In pochi giorni si sono verificati cambiamenti che, in condizioni di normalità avrebbero richiesto anni per avvenire, questo cosa comporta? Ritiene necessario applicare nuove regole per la gestione dei dipendenti? Le rispondo riprendendo questo mio ultimo punto e partendo da due osservazioni. La prima. Il nostro Gruppo, in questa fase molto difficile, è stato in grado di assicurare piena continuità alle proprie attività perché le tecnologie (ampiamente disponibili) hanno permesso di adottare una modalità di lavoro (lo smart-working, già noto) che ha garantito la massima tutela della salute delle nostre persone. La seconda. In molti altri casi abbiamo purtroppo visto come la natura della produzione e le tecnologie avrebbero esposto ad un rischio troppo elevato la salute delle persone coinvolte, obbligando quindi alla chiusura delle attività. Concorda sul fatto che il vero elemento di novità, seppure può sembrare strano, è la salute delle persone? Il lavoro deve essere ripensato. Lo smart-working non può essere ricondotto alla semplicistica soluzione del “lavoro da casa”. Le nuove regole dovranno riguardare tutti quegli aspetti su cui insistono il rapporto fiduciario, il rapporto tra spazio, tempo e prestazione lavorativa (espressione orribile). E bisognerà lavorare tanto sulla formazione, per essere preparati a gestire questa inevitabile stagione di cambiamento e per essere pronti alle novità che seguiranno.

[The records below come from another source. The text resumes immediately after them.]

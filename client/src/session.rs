//! Session token persistence.
//!
//! The session store holds at most one opaque bearer credential. There is no
//! expiry tracking and no refresh: the stored token is used verbatim until the
//! backend rejects it.
//!
//! Two implementations are provided:
//!
//! - [`FileSessionStore`]: persists the token in a fixed file (`token`) inside
//!   the session directory, readable by the owner only.
//! - [`MemorySessionStore`]: process-local storage for tests and one-shot use.
//!
//! # Example
//!
//! ```no_run
//! use hookboard_client::session::{FileSessionStore, SessionStore};
//! use std::path::Path;
//!
//! let store = FileSessionStore::new(Path::new("/home/user/.hookboard"));
//! store.set_token("eyJhbGciOi...").unwrap();
//! assert!(store.get_token().is_some());
//! store.remove_token().unwrap();
//! ```

use std::fmt;
use std::fs::{self, File};
use std::io::{ErrorKind, Write};
use std::path::{Path, PathBuf};
use std::sync::Mutex;

use thiserror::Error;
use tracing::{debug, warn};
use zeroize::Zeroizing;

/// File name of the persisted token within the session directory.
pub const TOKEN_FILE: &str = "token";

/// Errors that can occur while persisting or clearing the session token.
#[derive(Error, Debug)]
pub enum SessionError {
    /// File system I/O error.
    #[error("session storage error: {0}")]
    Io(#[from] std::io::Error),

    /// Refused to store an empty credential.
    #[error("session token cannot be empty")]
    EmptyToken,
}

/// An opaque bearer credential.
///
/// The backing string is wiped from memory on drop and never printed by
/// `Debug`.
#[derive(Clone, PartialEq, Eq)]
pub struct SessionToken(Zeroizing<String>);

impl SessionToken {
    /// Wraps a raw credential string.
    #[must_use]
    pub fn new(token: impl Into<String>) -> Self {
        Self(Zeroizing::new(token.into()))
    }

    /// Returns the raw credential for attaching to a request.
    #[must_use]
    pub fn expose(&self) -> &str {
        self.0.as_str()
    }
}

impl fmt::Debug for SessionToken {
    fn fmt(&self, f: &mut fmt::Formatter<'_>) -> fmt::Result {
        f.write_str("SessionToken(<redacted>)")
    }
}

/// Storage for the single active session credential.
pub trait SessionStore: Send + Sync {
    /// Returns the current credential, or `None` when no session is stored.
    fn get_token(&self) -> Option<SessionToken>;

    /// Persists a credential, replacing any previous one.
    fn set_token(&self, token: &str) -> Result<(), SessionError>;

    /// Clears the stored credential. Clearing an empty store succeeds.
    fn remove_token(&self) -> Result<(), SessionError>;

    /// Returns true if a credential is currently stored.
    fn has_token(&self) -> bool {
        self.get_token().is_some()
    }
}

/// Session store backed by a file in the user's session directory.
#[derive(Debug, Clone)]
pub struct FileSessionStore {
    dir: PathBuf,
}

impl FileSessionStore {
    /// Creates a store rooted at `dir`. The directory is created on first write.
    #[must_use]
    pub fn new(dir: &Path) -> Self {
        Self {
            dir: dir.to_path_buf(),
        }
    }

    /// Full path of the token file.
    #[must_use]
    pub fn token_path(&self) -> PathBuf {
        self.dir.join(TOKEN_FILE)
    }
}

impl SessionStore for FileSessionStore {
    fn get_token(&self) -> Option<SessionToken> {
        let path = self.token_path();
        match fs::read_to_string(&path) {
            Ok(contents) => {
                let contents = Zeroizing::new(contents);
                let trimmed = contents.trim();
                if trimmed.is_empty() {
                    None
                } else {
                    Some(SessionToken::new(trimmed))
                }
            }
            Err(e) if e.kind() == ErrorKind::NotFound => None,
            Err(e) => {
                warn!(path = %path.display(), error = %e, "Failed to read session token");
                None
            }
        }
    }

    fn set_token(&self, token: &str) -> Result<(), SessionError> {
        let token = token.trim();
        if token.is_empty() {
            return Err(SessionError::EmptyToken);
        }

        fs::create_dir_all(&self.dir)?;

        let path = self.token_path();
        let mut file = File::create(&path)?;
        file.write_all(token.as_bytes())?;

        // Owner read/write only
        #[cfg(unix)]
        {
            use std::os::unix::fs::PermissionsExt;
            let mut perms = fs::metadata(&path)?.permissions();
            perms.set_mode(0o600);
            fs::set_permissions(&path, perms)?;
        }

        debug!(path = %path.display(), "Session token stored");
        Ok(())
    }

    fn remove_token(&self) -> Result<(), SessionError> {
        let path = self.token_path();
        match fs::remove_file(&path) {
            Ok(()) => {
                debug!(path = %path.display(), "Session token removed");
                Ok(())
            }
            Err(e) if e.kind() == ErrorKind::NotFound => Ok(()),
            Err(e) => Err(SessionError::Io(e)),
        }
    }
}

/// Session store that keeps the token in memory only.
#[derive(Debug, Default)]
pub struct MemorySessionStore {
    token: Mutex<Option<SessionToken>>,
}

impl MemorySessionStore {
    /// Creates an empty store.
    #[must_use]
    pub fn new() -> Self {
        Self::default()
    }

    /// Creates a store pre-populated with `token`.
    #[must_use]
    pub fn with_token(token: &str) -> Self {
        Self {
            token: Mutex::new(Some(SessionToken::new(token))),
        }
    }

    fn slot(&self) -> std::sync::MutexGuard<'_, Option<SessionToken>> {
        // A poisoned lock still holds a valid Option.
        self.token.lock().unwrap_or_else(|poisoned| poisoned.into_inner())
    }
}

impl SessionStore for MemorySessionStore {
    fn get_token(&self) -> Option<SessionToken> {
        self.slot().clone()
    }

    fn set_token(&self, token: &str) -> Result<(), SessionError> {
        let token = token.trim();
        if token.is_empty() {
            return Err(SessionError::EmptyToken);
        }
        *self.slot() = Some(SessionToken::new(token));
        Ok(())
    }

    fn remove_token(&self) -> Result<(), SessionError> {
        *self.slot() = None;
        Ok(())
    }
}

#[cfg(test)]
mod tests {
    use super::*;
    use tempfile::TempDir;

    #[test]
    fn file_store_round_trip() {
        let temp_dir = TempDir::new().unwrap();
        let store = FileSessionStore::new(temp_dir.path());

        assert!(store.get_token().is_none());
        assert!(!store.has_token());

        store.set_token("abc.def.ghi").unwrap();
        assert_eq!(store.get_token().unwrap().expose(), "abc.def.ghi");

        store.remove_token().unwrap();
        assert!(store.get_token().is_none());
    }

    #[test]
    fn file_store_replaces_previous_token() {
        let temp_dir = TempDir::new().unwrap();
        let store = FileSessionStore::new(temp_dir.path());

        store.set_token("first").unwrap();
        store.set_token("second").unwrap();
        assert_eq!(store.get_token().unwrap().expose(), "second");
    }

    #[test]
    fn file_store_creates_missing_directory() {
        let temp_dir = TempDir::new().unwrap();
        let nested = temp_dir.path().join("a").join("b");
        let store = FileSessionStore::new(&nested);

        store.set_token("tok").unwrap();
        assert!(nested.join(TOKEN_FILE).exists());
    }

    #[test]
    fn file_store_remove_when_absent_is_ok() {
        let temp_dir = TempDir::new().unwrap();
        let store = FileSessionStore::new(temp_dir.path());
        assert!(store.remove_token().is_ok());
    }

    #[test]
    fn file_store_treats_blank_file_as_absent() {
        let temp_dir = TempDir::new().unwrap();
        std::fs::write(temp_dir.path().join(TOKEN_FILE), "  \n").unwrap();
        let store = FileSessionStore::new(temp_dir.path());
        assert!(store.get_token().is_none());
    }

    #[test]
    fn file_store_rejects_empty_token() {
        let temp_dir = TempDir::new().unwrap();
        let store = FileSessionStore::new(temp_dir.path());
        assert!(matches!(store.set_token(""), Err(SessionError::EmptyToken)));
    }

    #[cfg(unix)]
    #[test]
    fn file_store_sets_owner_only_permissions() {
        use std::os::unix::fs::PermissionsExt;

        let temp_dir = TempDir::new().unwrap();
        let store = FileSessionStore::new(temp_dir.path());
        store.set_token("secret").unwrap();

        let mode = std::fs::metadata(store.token_path())
            .unwrap()
            .permissions()
            .mode();
        assert_eq!(mode & 0o777, 0o600);
    }

    #[test]
    fn memory_store_round_trip() {
        let store = MemorySessionStore::new();
        assert!(store.get_token().is_none());

        store.set_token("tok").unwrap();
        assert!(store.has_token());

        store.remove_token().unwrap();
        assert!(!store.has_token());
    }

    #[test]
    fn memory_store_with_token() {
        let store = MemorySessionStore::with_token("preset");
        assert_eq!(store.get_token().unwrap().expose(), "preset");
    }

    #[test]
    fn token_debug_is_redacted() {
        let token = SessionToken::new("super-secret");
        let printed = format!("{:?}", token);
        assert!(!printed.contains("super-secret"));
        assert!(printed.contains("redacted"));
    }
}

Crede che ci saranno delle importanti ripercussioni, a livello occupazionale oltre che economico, per quanto riguarda la vicenda che stiamo affrontando? Quali sono i rischi maggiori ai quali andiamo incontro? Sono sotto gli occhi di tutti, purtroppo, i gravi effetti che l’attuale crisi sta avendo sulla occupazione e sulla economia. Ma voglio sperare che ciò sia l’effetto temporaneo, drammatico, di una situazione del tutto straordinaria. D’altra parte sono fiducioso che se si lavorerà per riprogettare il lavoro, le opportunità per il lavoro verranno. E La tecnologia sarà un fattore abilitante e non già un elemento di distruzione del lavoro. La crisi del coronavirus avrebbe prodotto effetti molto più importanti se fosse accaduta 10-15 anni fa, quando non avremmo potuto beneficiare di ciò che proprio la tecnologia ci ha messo a disposizione durante questi mesi di lock-down.

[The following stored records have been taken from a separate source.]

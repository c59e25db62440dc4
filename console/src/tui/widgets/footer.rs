//! Footer: a status line above the key hints for the current screen.

use ratatui::{
    buffer::Buffer,
    layout::{Constraint, Layout, Rect},
    text::{Line, Span},
    widgets::{Paragraph, Widget},
};

use crate::tui::app::Theme;

/// Rows used by the footer.
pub const FOOTER_HEIGHT: u16 = 2;

/// A key and what it does.
#[derive(Debug, Clone, Copy, PartialEq, Eq)]
pub struct KeyHint {
    pub key: &'static str,
    pub action: &'static str,
}

impl KeyHint {
    #[must_use]
    pub const fn new(key: &'static str, action: &'static str) -> Self {
        Self { key, action }
    }
}

#[derive(Debug)]
pub struct FooterWidget<'a> {
    hints: &'a [KeyHint],
    status: Option<&'a str>,
    theme: &'a Theme,
}

impl<'a> FooterWidget<'a> {
    #[must_use]
    pub fn new(hints: &'a [KeyHint], theme: &'a Theme) -> Self {
        Self {
            hints,
            status: None,
            theme,
        }
    }

    /// Message shown above the hints, e.g. a failed action.
    #[must_use]
    pub fn status(mut self, status: Option<&'a str>) -> Self {
        self.status = status;
        self
    }

    fn hints_line(&self) -> Line<'a> {
        let mut spans = Vec::with_capacity(self.hints.len() * 3);
        for hint in self.hints {
            spans.push(Span::styled(format!(" {}", hint.key), self.theme.key_hint));
            spans.push(Span::raw(":"));
            spans.push(Span::styled(format!("{} ", hint.action), self.theme.text_secondary));
        }
        Line::from(spans)
    }
}

impl Widget for FooterWidget<'_> {
    fn render(self, area: Rect, buf: &mut Buffer) {
        let rows = Layout::vertical([Constraint::Length(1), Constraint::Length(1)]).split(area);

        if let Some(status) = self.status {
            Paragraph::new(format!(" {status}"))
                .style(self.theme.failure)
                .render(rows[0], buf);
        }
        Paragraph::new(self.hints_line()).render(rows[1], buf);
    }
}

#[cfg(test)]
mod tests {
    use super::*;
    use crate::tui::widgets::buffer_lines;

    const HINTS: &[KeyHint] = &[KeyHint::new("q", "quit"), KeyHint::new("n", "new")];

    #[test]
    fn footer_renders_hints_and_status() {
        let theme = Theme::default();
        let area = Rect::new(0, 0, 60, FOOTER_HEIGHT);
        let mut buf = Buffer::empty(area);
        FooterWidget::new(HINTS, &theme)
            .status(Some("Failed to cancel subscription"))
            .render(area, &mut buf);

        let lines = buffer_lines(&buf);
        assert!(lines[0].contains("Failed to cancel subscription"));
        assert!(lines[1].contains("q:quit"));
        assert!(lines[1].contains("n:new"));
    }

    #[test]
    fn footer_without_status_leaves_first_row_blank() {
        let theme = Theme::default();
        let area = Rect::new(0, 0, 40, FOOTER_HEIGHT);
        let mut buf = Buffer::empty(area);
        FooterWidget::new(HINTS, &theme).render(area, &mut buf);

        assert!(buffer_lines(&buf)[0].trim().is_empty());
    }
}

Al di là del momento senza dubbio straordinario, cosa sta cambiando in maniera permanente nel mondo del lavoro e cosa, invece, terminata l’emergenza potrà tornare come prima? Mi auguro che stia cambiando in modo definitivo la percezione del lavoro, che concretamente la persona sia collocata al centro delle organizzazioni, come dicevo prima. Poi, le confesso, continuo a considerare l’“ufficio” il luogo, per alcuni versi, elettivo del lavoro. Poiché rimango fermamente convinto che la dimensione di socialità del luogo di lavoro (inteso questa volta alla vecchia maniera) aggiunga tantissimo valore all’esperienza professionale e personale di tutti quanti noi.
Come si configura il ruolo dell’Hr in questo particolare momento? Decisivo. Se saprà (e dovrà) orientare e gestire questo percorso di cambiamento all’interno delle organizzazioni.